# Task goal
Copy the records exactly. Include every line.

(Source data)

# # # # #

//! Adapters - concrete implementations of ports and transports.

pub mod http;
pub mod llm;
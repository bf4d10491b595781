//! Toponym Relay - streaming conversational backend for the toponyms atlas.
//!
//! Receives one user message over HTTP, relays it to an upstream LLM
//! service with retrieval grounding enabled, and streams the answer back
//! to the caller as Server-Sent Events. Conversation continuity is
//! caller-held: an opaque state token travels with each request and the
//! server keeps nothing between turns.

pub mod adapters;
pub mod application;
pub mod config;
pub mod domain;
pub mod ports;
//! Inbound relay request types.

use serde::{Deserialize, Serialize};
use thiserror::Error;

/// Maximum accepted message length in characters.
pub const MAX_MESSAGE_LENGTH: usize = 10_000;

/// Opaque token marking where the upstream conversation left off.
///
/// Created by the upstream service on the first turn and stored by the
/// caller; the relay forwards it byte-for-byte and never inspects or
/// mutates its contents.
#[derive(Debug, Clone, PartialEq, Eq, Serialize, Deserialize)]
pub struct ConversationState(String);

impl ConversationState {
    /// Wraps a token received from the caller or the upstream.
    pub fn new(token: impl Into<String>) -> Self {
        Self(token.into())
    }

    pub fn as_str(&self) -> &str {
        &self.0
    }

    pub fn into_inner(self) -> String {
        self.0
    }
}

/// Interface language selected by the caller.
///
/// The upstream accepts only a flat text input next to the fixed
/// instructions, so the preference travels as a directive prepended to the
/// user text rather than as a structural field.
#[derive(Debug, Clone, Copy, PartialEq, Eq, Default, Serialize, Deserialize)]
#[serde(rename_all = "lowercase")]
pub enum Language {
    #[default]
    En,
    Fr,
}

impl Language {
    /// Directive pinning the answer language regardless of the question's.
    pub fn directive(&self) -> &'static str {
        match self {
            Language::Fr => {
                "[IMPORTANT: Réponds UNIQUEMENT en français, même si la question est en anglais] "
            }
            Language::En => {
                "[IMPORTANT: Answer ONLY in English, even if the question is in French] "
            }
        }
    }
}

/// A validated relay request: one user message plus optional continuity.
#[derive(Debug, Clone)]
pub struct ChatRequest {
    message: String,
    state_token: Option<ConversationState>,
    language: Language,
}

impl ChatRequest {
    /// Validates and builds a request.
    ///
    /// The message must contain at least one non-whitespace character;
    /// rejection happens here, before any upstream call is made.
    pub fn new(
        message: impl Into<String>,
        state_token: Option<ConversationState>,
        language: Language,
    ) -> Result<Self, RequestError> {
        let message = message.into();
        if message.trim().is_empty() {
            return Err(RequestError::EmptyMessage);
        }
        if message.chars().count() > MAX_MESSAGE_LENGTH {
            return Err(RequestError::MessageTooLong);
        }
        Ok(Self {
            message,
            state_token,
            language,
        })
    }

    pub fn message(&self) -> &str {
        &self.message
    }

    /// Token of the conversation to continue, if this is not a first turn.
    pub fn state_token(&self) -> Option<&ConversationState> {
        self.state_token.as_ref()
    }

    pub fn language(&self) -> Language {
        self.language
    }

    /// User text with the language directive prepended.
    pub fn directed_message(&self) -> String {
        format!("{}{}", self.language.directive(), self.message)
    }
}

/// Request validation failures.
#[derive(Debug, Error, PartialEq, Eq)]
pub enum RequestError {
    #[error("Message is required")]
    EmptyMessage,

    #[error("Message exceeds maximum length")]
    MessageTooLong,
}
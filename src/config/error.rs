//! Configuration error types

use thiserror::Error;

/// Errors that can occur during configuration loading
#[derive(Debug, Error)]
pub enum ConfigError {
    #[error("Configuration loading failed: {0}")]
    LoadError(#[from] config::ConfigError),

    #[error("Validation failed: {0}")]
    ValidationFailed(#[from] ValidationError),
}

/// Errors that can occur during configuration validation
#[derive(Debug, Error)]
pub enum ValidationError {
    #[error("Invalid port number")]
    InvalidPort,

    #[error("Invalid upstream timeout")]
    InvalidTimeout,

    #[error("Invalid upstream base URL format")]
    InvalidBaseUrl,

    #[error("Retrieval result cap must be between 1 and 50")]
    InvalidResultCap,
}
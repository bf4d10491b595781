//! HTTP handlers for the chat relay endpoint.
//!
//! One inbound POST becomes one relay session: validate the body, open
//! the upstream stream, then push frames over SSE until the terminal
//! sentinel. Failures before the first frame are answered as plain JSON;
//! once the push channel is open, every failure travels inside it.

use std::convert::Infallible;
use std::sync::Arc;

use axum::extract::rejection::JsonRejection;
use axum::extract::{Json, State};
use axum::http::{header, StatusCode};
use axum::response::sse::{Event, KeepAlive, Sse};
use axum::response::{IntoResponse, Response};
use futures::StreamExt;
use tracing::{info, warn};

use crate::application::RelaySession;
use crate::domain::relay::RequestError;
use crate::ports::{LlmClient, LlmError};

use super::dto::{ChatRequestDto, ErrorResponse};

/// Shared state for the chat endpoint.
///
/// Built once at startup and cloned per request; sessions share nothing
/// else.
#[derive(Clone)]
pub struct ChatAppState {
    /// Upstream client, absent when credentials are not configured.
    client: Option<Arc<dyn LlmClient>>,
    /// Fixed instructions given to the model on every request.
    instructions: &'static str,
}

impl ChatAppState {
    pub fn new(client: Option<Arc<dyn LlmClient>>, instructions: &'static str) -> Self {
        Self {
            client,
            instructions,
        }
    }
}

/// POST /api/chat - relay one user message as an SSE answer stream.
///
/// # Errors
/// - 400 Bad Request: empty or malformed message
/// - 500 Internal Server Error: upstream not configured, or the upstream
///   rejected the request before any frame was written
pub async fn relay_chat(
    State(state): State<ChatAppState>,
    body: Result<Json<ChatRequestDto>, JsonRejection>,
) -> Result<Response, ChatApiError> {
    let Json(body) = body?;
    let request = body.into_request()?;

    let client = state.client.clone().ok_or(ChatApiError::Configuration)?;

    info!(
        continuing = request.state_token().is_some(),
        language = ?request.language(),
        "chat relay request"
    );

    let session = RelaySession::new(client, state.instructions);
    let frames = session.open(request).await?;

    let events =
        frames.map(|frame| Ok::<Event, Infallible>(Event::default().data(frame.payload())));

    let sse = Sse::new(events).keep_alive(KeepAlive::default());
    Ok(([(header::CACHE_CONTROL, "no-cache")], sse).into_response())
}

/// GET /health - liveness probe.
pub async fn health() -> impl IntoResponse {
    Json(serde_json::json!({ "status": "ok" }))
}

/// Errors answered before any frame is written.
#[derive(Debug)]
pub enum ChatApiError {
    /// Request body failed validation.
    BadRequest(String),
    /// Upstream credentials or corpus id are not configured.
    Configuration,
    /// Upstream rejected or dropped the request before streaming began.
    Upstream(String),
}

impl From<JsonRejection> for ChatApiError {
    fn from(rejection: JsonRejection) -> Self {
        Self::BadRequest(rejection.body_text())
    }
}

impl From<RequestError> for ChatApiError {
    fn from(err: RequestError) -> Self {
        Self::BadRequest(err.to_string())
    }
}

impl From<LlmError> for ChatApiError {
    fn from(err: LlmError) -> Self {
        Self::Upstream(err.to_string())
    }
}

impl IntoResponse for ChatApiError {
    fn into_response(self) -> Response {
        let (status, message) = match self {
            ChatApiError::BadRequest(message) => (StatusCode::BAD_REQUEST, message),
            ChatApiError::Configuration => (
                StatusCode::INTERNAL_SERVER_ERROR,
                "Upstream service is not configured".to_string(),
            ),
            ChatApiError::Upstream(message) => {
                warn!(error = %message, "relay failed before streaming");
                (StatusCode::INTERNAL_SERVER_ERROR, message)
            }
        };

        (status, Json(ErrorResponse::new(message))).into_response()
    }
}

# # # # #

# Exercise answer
//! Adapters - concrete implementations of ports and transports.

pub mod http;
pub mod llm;
repository bf4d10491b595781
//! Toponym Relay - streaming conversational backend for the toponyms atlas.
//!
//! Receives one user message over HTTP, relays it to an upstream LLM
//! service with retrieval grounding enabled, and streams the answer back
//! to the caller as Server-Sent Events. Conversation continuity is
//! caller-held: an opaque state token travels with each request and the
//! server keeps nothing between turns.

pub mod adapters;
pub mod application;
pub mod config;
pub mod domain;
pub mod ports;
//! Inbound relay request types.

use serde::{Deserialize, Serialize};
use thiserror::Error;

/// Maximum accepted message length in characters.
pub const MAX_MESSAGE_LENGTH: usize = 10_000;

/// Opaque token marking where the upstream conversation left off.
///
/// Created by the upstream service on the first turn and stored by the
/// caller; the relay forwards it byte-for-byte and never inspects or
/// mutates its contents.
#[derive(Debug, Clone, PartialEq, Eq, Serialize, Deserialize)]
pub struct ConversationState(String);

impl ConversationState {
    /// Wraps a token received from the caller or the upstream.
    pub fn new(token: impl Into<String>) -> Self {
        Self(token.into())
    }

    pub fn as_str(&self) -> &str {
        &self.0
    }

    pub fn into_inner(self) -> String {
        self.0
    }
}

/// Interface language selected by the caller.
///
/// The upstream accepts only a flat text input next to the fixed
/// instructions, so the preference travels as a directive prepended to the
/// user text rather than as a structural field.
#[derive(Debug, Clone, Copy, PartialEq, Eq, Default, Serialize, Deserialize)]
#[serde(rename_all = "lowercase")]
pub enum Language {
    #[default]
    En,
    Fr,
}

impl Language {
    /// Directive pinning the answer language regardless of the question's.
    pub fn directive(&self) -> &'static str {
        match self {
            Language::Fr => {
                "[IMPORTANT: Réponds UNIQUEMENT en français, même si la question est en anglais] "
            }
            Language::En => {
                "[IMPORTANT: Answer ONLY in English, even if the question is in French] "
            }
        }
    }
}

/// A validated relay request: one user message plus optional continuity.
#[derive(Debug, Clone)]
pub struct ChatRequest {
    message: String,
    state_token: Option<ConversationState>,
    language: Language,
}

impl ChatRequest {
    /// Validates and builds a request.
    ///
    /// The message must contain at least one non-whitespace character;
    /// rejection happens here, before any upstream call is made.
    pub fn new(
        message: impl Into<String>,
        state_token: Option<ConversationState>,
        language: Language,
    ) -> Result<Self, RequestError> {
        let message = message.into();
        if message.trim().is_empty() {
            return Err(RequestError::EmptyMessage);
        }
        if message.chars().count() > MAX_MESSAGE_LENGTH {
            return Err(RequestError::MessageTooLong);
        }
        Ok(Self {
            message,
            state_token,
            language,
        })
    }

    pub fn message(&self) -> &str {
        &self.message
    }

    /// Token of the conversation to continue, if this is not a first turn.
    pub fn state_token(&self) -> Option<&ConversationState> {
        self.state_token.as_ref()
    }

    pub fn language(&self) -> Language {
        self.language
    }

    /// User text with the language directive prepended.
    pub fn directed_message(&self) -> String {
        format!("{}{}", self.language.directive(), self.message)
    }
}

/// Request validation failures.
#[derive(Debug, Error, PartialEq, Eq)]
pub enum RequestError {
    #[error("Message is required")]
    EmptyMessage,

    #[error("Message exceeds maximum length")]
    MessageTooLong,
}
filename src/config/error.rs
//! Configuration error types

use thiserror::Error;

/// Errors that can occur during configuration loading
#[derive(Debug, Error)]
pub enum ConfigError {
    #[error("Configuration loading failed: {0}")]
    LoadError(#[from] config::ConfigError),

    #[error("Validation failed: {0}")]
    ValidationFailed(#[from] ValidationError),
}

/// Errors that can occur during configuration validation
#[derive(Debug, Error)]
pub enum ValidationError {
    #[error("Invalid port number")]
    InvalidPort,

    #[error("Invalid upstream timeout")]
    InvalidTimeout,

    #[error("Invalid upstream base URL format")]
    InvalidBaseUrl,

    #[error("Retrieval result cap must be between 1 and 50")]
    InvalidResultCap,
}
repository bf4d10491b595781
//! HTTP handlers for the chat relay endpoint.
//!
//! One inbound POST becomes one relay session: validate the body, open
//! the upstream stream, then push frames over SSE until the terminal
//! sentinel. Failures before the first frame are answered as plain JSON;
//! once the push channel is open, every failure travels inside it.

use std::convert::Infallible;
use std::sync::Arc;

use axum::extract::rejection::JsonRejection;
use axum::extract::{Json, State};
use axum::http::{header, StatusCode};
use axum::response::sse::{Event, KeepAlive, Sse};
use axum::response::{IntoResponse, Response};
use futures::StreamExt;
use tracing::{info, warn};

use crate::application::RelaySession;
use crate::domain::relay::RequestError;
use crate::ports::{LlmClient, LlmError};

use super::dto::{ChatRequestDto, ErrorResponse};

/// Shared state for the chat endpoint.
///
/// Built once at startup and cloned per request; sessions share nothing
/// else.
#[derive(Clone)]
pub struct ChatAppState {
    /// Upstream client, absent when credentials are not configured.
    client: Option<Arc<dyn LlmClient>>,
    /// Fixed instructions given to the model on every request.
    instructions: &'static str,
}

impl ChatAppState {
    pub fn new(client: Option<Arc<dyn LlmClient>>, instructions: &'static str) -> Self {
        Self {
            client,
            instructions,
        }
    }
}

/// POST /api/chat - relay one user message as an SSE answer stream.
///
/// # Errors
/// - 400 Bad Request: empty or malformed message
/// - 500 Internal Server Error: upstream not configured, or the upstream
///   rejected the request before any frame was written
pub async fn relay_chat(
    State(state): State<ChatAppState>,
    body: Result<Json<ChatRequestDto>, JsonRejection>,
) -> Result<Response, ChatApiError> {
    let Json(body) = body?;
    let request = body.into_request()?;

    let client = state.client.clone().ok_or(ChatApiError::Configuration)?;

    info!(
        continuing = request.state_token().is_some(),
        language = ?request.language(),
        "chat relay request"
    );

    let session = RelaySession::new(client, state.instructions);
    let frames = session.open(request).await?;

    let events =
        frames.map(|frame| Ok::<Event, Infallible>(Event::default().data(frame.payload())));

    let sse = Sse::new(events).keep_alive(KeepAlive::default());
    Ok(([(header::CACHE_CONTROL, "no-cache")], sse).into_response())
}

/// GET /health - liveness probe.
pub async fn health() -> impl IntoResponse {
    Json(serde_json::json!({ "status": "ok" }))
}

/// Errors answered before any frame is written.
#[derive(Debug)]
pub enum ChatApiError {
    /// Request body failed validation.
    BadRequest(String),
    /// Upstream credentials or corpus id are not configured.
    Configuration,
    /// Upstream rejected or dropped the request before streaming began.
    Upstream(String),
}

impl From<JsonRejection> for ChatApiError {
    fn from(rejection: JsonRejection) -> Self {
        Self::BadRequest(rejection.body_text())
    }
}

impl From<RequestError> for ChatApiError {
    fn from(err: RequestError) -> Self {
        Self::BadRequest(err.to_string())
    }
}

impl From<LlmError> for ChatApiError {
    fn from(err: LlmError) -> Self {
        Self::Upstream(err.to_string())
    }
}

impl IntoResponse for ChatApiError {
    fn into_response(self) -> Response {
        let (status, message) = match self {
            ChatApiError::BadRequest(message) => (StatusCode::BAD_REQUEST, message),
            ChatApiError::Configuration => (
                StatusCode::INTERNAL_SERVER_ERROR,
                "Upstream service is not configured".to_string(),
            ),
            ChatApiError::Upstream(message) => {
                warn!(error = %message, "relay failed before streaming");
                (StatusCode::INTERNAL_SERVER_ERROR, message)
            }
        };

        (status, Json(ErrorResponse::new(message))).into_response()
    }
}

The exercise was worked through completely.